Si sono svolti ieri alla Casa della Resistenza di Verbania i primi test del dna, tramite tampone salivare, ai presunti familiari di alcuni dei 33 partigiani fucilati dai nazifascisti nel giugno del 1944 a Verbania, Baveno e Pogallo, nel Verbano-Cusio-Ossola. Gli esami rientrano nel progetto «Diritto al nome, diritto alla memoria» promosso dalla Casa della Resistenza di Verbania e dal Labanof, Laboratorio di antropologia e odontologia forense dell’Università di Milano, che ambisce a dare un nome ai 33 partigiani, finora ignoti, fatti prigionieri durante il rastrellamento in Val Grande.

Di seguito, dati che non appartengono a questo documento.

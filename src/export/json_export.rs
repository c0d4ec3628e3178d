//! JSON export of the rendered view model.
//!
//! Serialises a [`RenderPlan`] (cards or table page plus summary) as
//! pretty-printed JSON using Serde.

use crate::core::render_pass::RenderPlan;
use crate::export::csv_export::validate_export_path;
use crate::util::error::EventLensError;
use std::path::Path;

/// Export the given plan to a JSON file at `path`.
///
/// # Errors
/// Returns [`EventLensError::Export`] if the file cannot be created or written.
pub fn export_json(plan: &RenderPlan, path: &Path) -> Result<(), EventLensError> {
    validate_export_path(path)?;

    let file = std::fs::File::create(path)
        .map_err(|e| EventLensError::Export(format!("Failed to create JSON file: {e}")))?;

    let mut writer = std::io::BufWriter::new(file);
    serde_json::to_writer_pretty(&mut writer, plan)
        .map_err(|e| EventLensError::Export(format!("Failed to write JSON: {e}")))?;

    // Explicit flush so I/O errors are not silently swallowed by BufWriter::drop.
    use std::io::Write;
    writer
        .flush()
        .map_err(|e| EventLensError::Export(format!("Failed to flush JSON output: {e}")))?;

    let count = plan
        .summary()
        .map_or(0, |s| s.displayed_count);
    tracing::info!(
        "Exported view of {} results to JSON: {}",
        count,
        path.display()
    );
    Ok(())
}
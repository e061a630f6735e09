//! Sail polar: non-dimensional aerodynamic coefficients keyed by apparent
//! wind angle, plus the optimal-trim and trim-efficiency helpers.

/// Aerodynamic coefficients at one apparent wind angle.
#[derive(Debug, Clone, Copy, PartialEq)]
pub struct SailCoefficients {
    pub drive: f32,
    pub lateral: f32,
    pub heel: f32,
}

impl SailCoefficients {
    pub const ZERO: Self = Self { drive: 0.0, lateral: 0.0, heel: 0.0 };
}

/// Angle below which the sail produces no usable force (dead-ahead wind).
pub const LUFF_ANGLE_DEG: f32 = 30.0;

/// Gaussian width of the trim-efficiency falloff, in degrees of mis-trim.
const TRIM_SIGMA_DEG: f32 = 12.0;

// (angle_deg, drive, lateral, heel). Strictly increasing in angle; the
// first two rows encode the luff zone explicitly.
const BREAKPOINTS: [(f32, f32, f32, f32); 8] = [
    (0.0, 0.0, 0.0, 0.0),
    (30.0, 0.0, 0.0, 0.0),
    (45.0, 0.35, 0.65, 0.55),
    (60.0, 0.55, 0.60, 0.50),
    (90.0, 0.85, 0.35, 0.35),
    (120.0, 0.75, 0.20, 0.20),
    (150.0, 0.55, 0.10, 0.10),
    (180.0, 0.40, 0.05, 0.05),
];

/// Static sail polar table. All methods take the signed apparent wind
/// angle in degrees and are symmetric under sign flip.
#[derive(Debug, Clone, Copy, Default)]
pub struct SailPolarTable;

impl SailPolarTable {
    /// Coefficients at `awa_deg`, linearly interpolated between the
    /// bracketing breakpoints. Exactly zero inside the luff zone.
    pub fn coefficients(&self, awa_deg: f32) -> SailCoefficients {
        let a = awa_deg.abs();
        if a < LUFF_ANGLE_DEG {
            return SailCoefficients::ZERO;
        }
        let last = BREAKPOINTS[BREAKPOINTS.len() - 1];
        if a >= last.0 {
            return SailCoefficients { drive: last.1, lateral: last.2, heel: last.3 };
        }
        // a is within [30, 180) here, so a bracketing pair always exists.
        let mut lo = BREAKPOINTS[0];
        for hi in BREAKPOINTS.iter().skip(1) {
            if a <= hi.0 {
                let t = (a - lo.0) / (hi.0 - lo.0);
                return SailCoefficients {
                    drive: lo.1 + (hi.1 - lo.1) * t,
                    lateral: lo.2 + (hi.2 - lo.2) * t,
                    heel: lo.3 + (hi.3 - lo.3) * t,
                };
            }
            lo = *hi;
        }
        SailCoefficients { drive: last.1, lateral: last.2, heel: last.3 }
    }

    /// Trim angle that maximizes efficiency at `awa_deg`. Linear past the
    /// luff boundary, saturating at 5° close-hauled and 88° downwind.
    pub fn optimal_trim(&self, awa_deg: f32) -> f32 {
        ((awa_deg.abs() - LUFF_ANGLE_DEG) * 83.0 / 150.0).clamp(5.0, 88.0)
    }

    /// Gaussian efficiency falloff with mis-trim; 1.0 at the optimum,
    /// approaching 0 for gross mis-trim, always in (0, 1].
    pub fn trim_efficiency(&self, trim_deg: f32, optimal_deg: f32) -> f32 {
        let dev = trim_deg - optimal_deg;
        (-(dev * dev) / (2.0 * TRIM_SIGMA_DEG * TRIM_SIGMA_DEG)).exp()
    }
}
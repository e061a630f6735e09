use anyhow::Result;
use clap::Parser;
use tracing::info;

use sim::{load_config, run_sim, Args};

fn main() -> Result<()> {
    tracing_subscriber::fmt()
        .with_env_filter(tracing_subscriber::EnvFilter::from_default_env())
        .init();

    let args = Args::parse();
    let cfg = load_config(args.config.as_deref())?;
    info!(?cfg, "Sim config loaded");

    run_sim(&cfg)
}
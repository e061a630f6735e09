use bevy_math::{Quat, Vec2, Vec3};

// Basis: standard RHS with +Z forward, +X right, +Y up
pub(super) const BODY_FWD: Vec3 = Vec3::Z;
pub(super) const BODY_RIGHT: Vec3 = Vec3::X;

/// Wrap an angle in degrees into (−180, 180].
#[inline]
pub(super) fn wrap_angle_deg(a: f32) -> f32 {
    let mut a = a % 360.0;
    if a > 180.0 {
        a -= 360.0;
    }
    if a <= -180.0 {
        a += 360.0;
    }
    a
}

/// Roll angle in degrees extracted from a body→world quaternion. The
/// clamp is mandatory: floating-point drift can push the operand an
/// epsilon past ±1 and `asin` would return NaN.
#[inline]
pub(super) fn heel_angle_deg(q: Quat) -> f32 {
    let s = (2.0 * (q.w * q.z - q.x * q.y)).clamp(-1.0, 1.0);
    s.asin().to_degrees()
}

/// Project a world vector onto the XZ plane and normalize, substituting
/// `fallback` when the projection is degenerate (e.g. forward pointing
/// straight up during a capsize).
#[inline]
pub(super) fn flat_axis_or(v: Vec3, fallback: Vec2) -> Vec2 {
    let flat = Vec2::new(v.x, v.z);
    let len2 = flat.length_squared();
    if len2 > 1e-8 {
        flat / len2.sqrt()
    } else {
        fallback
    }
}

#[inline]
pub(super) fn lift_xz(v: Vec2) -> Vec3 {
    Vec3::new(v.x, 0.0, v.y)
}
//! Headless fixed-step driver for the sailing physics core.
//!
//! Owns the pieces the core treats as external collaborators: a minimal
//! rigid-body integrator, the frame loop that guarantees the
//! pre-physics → integrate → post-physics ordering, and the ambient
//! config/logging stack. Rendering and input devices have no place here.

use std::path::Path;

use anyhow::{Context, Result};
use bevy_math::{Quat, Vec2, Vec3};
use clap::Parser;
use serde::Deserialize;
use tracing::{debug, info};

use sailing::{
    boatspecs, ConstantWind, EffectEvent, EffectSink, QualityTier, RigidBody, SailPolarTable,
    SailingVessel, VesselInputs, WaveComponent, WaveField,
};

#[derive(Parser, Debug, Clone)]
#[command(about = "Headless sailing-physics driver")]
pub struct Args {
    /// Path to a TOML config; built-in defaults when omitted.
    #[arg(long)]
    pub config: Option<std::path::PathBuf>,
}

#[derive(Debug, Clone, Copy, PartialEq, Eq, Deserialize)]
#[serde(rename_all = "lowercase")]
pub enum QualityCfg {
    Low,
    High,
}

impl From<QualityCfg> for QualityTier {
    fn from(q: QualityCfg) -> Self {
        match q {
            QualityCfg::Low => QualityTier::Low,
            QualityCfg::High => QualityTier::High,
        }
    }
}

#[derive(Debug, Clone, Deserialize)]
#[serde(default)]
pub struct SimConfig {
    /// Fixed timestep (s).
    pub dt: f32,
    /// Total simulated time (s).
    pub duration: f32,
    /// Uniform true wind, world (x, z) in m/s.
    pub wind: [f32; 2],
    pub quality: QualityCfg,
    /// Swell components; the builtin open-sea swell when omitted.
    pub waves: Option<Vec<WaveComponent>>,
}

impl Default for SimConfig {
    fn default() -> Self {
        Self {
            dt: 1.0 / 60.0,
            duration: 60.0,
            wind: [5.0, 0.0],
            quality: QualityCfg::High,
            waves: None,
        }
    }
}

pub fn load_config(path: Option<&Path>) -> Result<SimConfig> {
    match path {
        Some(p) => {
            let raw = std::fs::read_to_string(p)
                .with_context(|| format!("reading config {}", p.display()))?;
            toml::from_str(&raw).with_context(|| format!("parsing config {}", p.display()))
        }
        None => Ok(SimConfig::default()),
    }
}

/// Minimal 6-DOF rigid body with diagonal inertia, integrated with
/// semi-implicit Euler. This is the stand-in for the external engine:
/// the vessel only ever talks to it through the `RigidBody` seam.
#[derive(Debug, Clone)]
pub struct DemoBody {
    pub position: Vec3,
    pub rotation: Quat,
    pub linvel: Vec3,
    pub angvel: Vec3,
    pub mass: f32,
    /// Diagonal inertia, world-aligned (demo fidelity).
    pub inertia: Vec3,
    force: Vec3,
    torque: Vec3,
}

const GRAVITY: f32 = 9.81;

impl DemoBody {
    pub fn sloop() -> Self {
        // Mass sized so the probe buoyancy (5 probes × ~800 N/m of
        // depth) floats the hull about half a meter down.
        Self {
            position: Vec3::new(0.0, 0.1, 0.0),
            rotation: Quat::IDENTITY,
            linvel: Vec3::ZERO,
            angvel: Vec3::ZERO,
            mass: 180.0,
            inertia: Vec3::new(900.0, 1200.0, 600.0),
            force: Vec3::ZERO,
            torque: Vec3::ZERO,
        }
    }

    /// Integrate the accumulated forces plus weight, then clear the
    /// accumulators for the next frame.
    pub fn step(&mut self, dt: f32) {
        let accel = self.force / self.mass + Vec3::new(0.0, -GRAVITY, 0.0);
        self.linvel += accel * dt;
        // Heave damping so the float oscillation settles; horizontal
        // drag belongs to the physics core, not the integrator.
        self.linvel.y *= 1.0 - (1.5 * dt).min(0.5);
        self.position += self.linvel * dt;

        self.angvel += self.torque / self.inertia * dt;
        // Mild angular damping keeps the demo's roll/pitch bounded; the
        // core itself only damps through its force terms.
        self.angvel *= 1.0 - (0.8 * dt).min(0.5);
        self.rotation = (Quat::from_scaled_axis(self.angvel * dt) * self.rotation).normalize();

        self.force = Vec3::ZERO;
        self.torque = Vec3::ZERO;
    }
}

impl RigidBody for DemoBody {
    fn translation(&self) -> Vec3 {
        self.position
    }

    fn rotation(&self) -> Quat {
        self.rotation
    }

    fn linvel_xz(&self) -> Vec2 {
        Vec2::new(self.linvel.x, self.linvel.z)
    }

    fn add_force(&mut self, force: Vec3) {
        self.force += force;
    }

    fn add_force_at_point(&mut self, force: Vec3, point: Vec3) {
        self.force += force;
        self.torque += (point - self.position).cross(force);
    }

    fn add_torque(&mut self, torque: Vec3) {
        self.torque += torque;
    }

    fn apply_torque_impulse(&mut self, impulse: Vec3) {
        self.angvel += impulse / self.inertia;
    }
}

/// Routes vessel effects into the log.
#[derive(Debug, Default)]
struct LogEffects;

impl EffectSink for LogEffects {
    fn trigger(&mut self, event: EffectEvent) {
        match event {
            EffectEvent::Splash { position } => debug!(?position, "splash"),
            EffectEvent::Luffing => debug!("sail luffing"),
        }
    }
}

/// Run the fixed-step loop for `cfg.duration` of simulated time,
/// reporting the derived state once per simulated second.
pub fn run_sim(cfg: &SimConfig) -> Result<()> {
    let waves = match &cfg.waves {
        Some(components) => WaveField::new(components.clone())?,
        None => WaveField::open_sea(),
    };
    let wind = ConstantWind(Vec2::new(cfg.wind[0], cfg.wind[1]));
    let mut vessel = SailingVessel::new(boatspecs::sloop_spec(), cfg.quality.into());
    let mut body = DemoBody::sloop();
    let mut effects = LogEffects;

    let steps = (cfg.duration / cfg.dt).ceil() as u64;
    let report_every = (1.0 / cfg.dt).round().max(1.0) as u64;
    let mut elapsed = 0.0f32;
    let inputs = VesselInputs::default();

    for step in 0..steps {
        // Pre-trim to the polar optimum each frame; the demo has no
        // keyboard, so this stands in for a competent crew.
        vessel.set_sail_trim(SailPolarTable.optimal_trim(vessel.derived().apparent_wind_angle));

        vessel.pre_physics(&inputs, &mut body);
        body.step(cfg.dt);
        vessel.post_physics(&mut body, &wind, &waves, &mut effects, cfg.dt, elapsed);
        elapsed += cfg.dt;

        if step % report_every == 0 {
            let d = vessel.derived();
            info!(
                t = elapsed,
                sog = d.speed_sog,
                awa = d.apparent_wind_angle,
                aws = d.apparent_wind_speed,
                heel = d.heel_angle,
                leeway = d.leeway_angle,
                trim = vessel.sail_trim(),
                efficiency = d.sail_efficiency,
                luffing = d.luffing,
                "vessel state"
            );
        }
    }
    Ok(())
}

#[cfg(test)]
mod tests {
    use super::*;

    #[test]
    fn default_config_round_trips_through_toml() {
        let cfg: SimConfig = toml::from_str(
            r#"
            dt = 0.02
            duration = 5.0
            wind = [6.0, 1.0]
            quality = "low"

            [[waves]]
            amplitude = 0.4
            wavelength = 30.0
            speed_factor = 1.0
            direction = [1.0, 0.0]
            "#,
        )
        .unwrap();
        assert_eq!(cfg.quality, QualityCfg::Low);
        assert_eq!(cfg.waves.as_ref().unwrap().len(), 1);
        assert!((cfg.dt - 0.02).abs() < 1e-6);
    }

    #[test]
    fn demo_body_floats_on_the_builtin_swell() {
        let cfg = SimConfig { duration: 5.0, ..SimConfig::default() };
        let waves = WaveField::open_sea();
        let wind = ConstantWind(Vec2::new(5.0, 0.0));
        let mut vessel = SailingVessel::new(boatspecs::sloop_spec(), QualityTier::High);
        let mut body = DemoBody::sloop();
        let mut effects = LogEffects;

        let mut elapsed = 0.0;
        for _ in 0..(5.0 / cfg.dt) as u64 {
            vessel.pre_physics(&VesselInputs::default(), &mut body);
            body.step(cfg.dt);
            vessel.post_physics(&mut body, &wind, &waves, &mut effects, cfg.dt, elapsed);
            elapsed += cfg.dt;
        }
        // Buoyancy must keep the hull near the surface rather than
        // letting it sink under gravity.
        assert!(body.position.y > -2.0, "hull sank to y={}", body.position.y);
        assert!(body.position.y.is_finite());
    }
}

Nei mesi scorsi, grazie a un lavoro di ricerca storica da parte della Casa della Resistenza cominciato dall’analisi degli elenchi dei dispersi stilati dalle formazioni partigiane alla fine della guerra, si è giunti a contattare alcune persone ritenute possibili famigliari dei partigiani caduti. Contemporaneamente il Labanof, diretto da Cristina Cattaneo, ha eseguito indagini radiologiche, antropologiche, odontologiche e chimiche sui 33 cadaveri. L’esame del dna, a cui finora si sono sottoposti i presunti familiari di due partigiani, è la prova definitiva con cui giungere all’identificazione.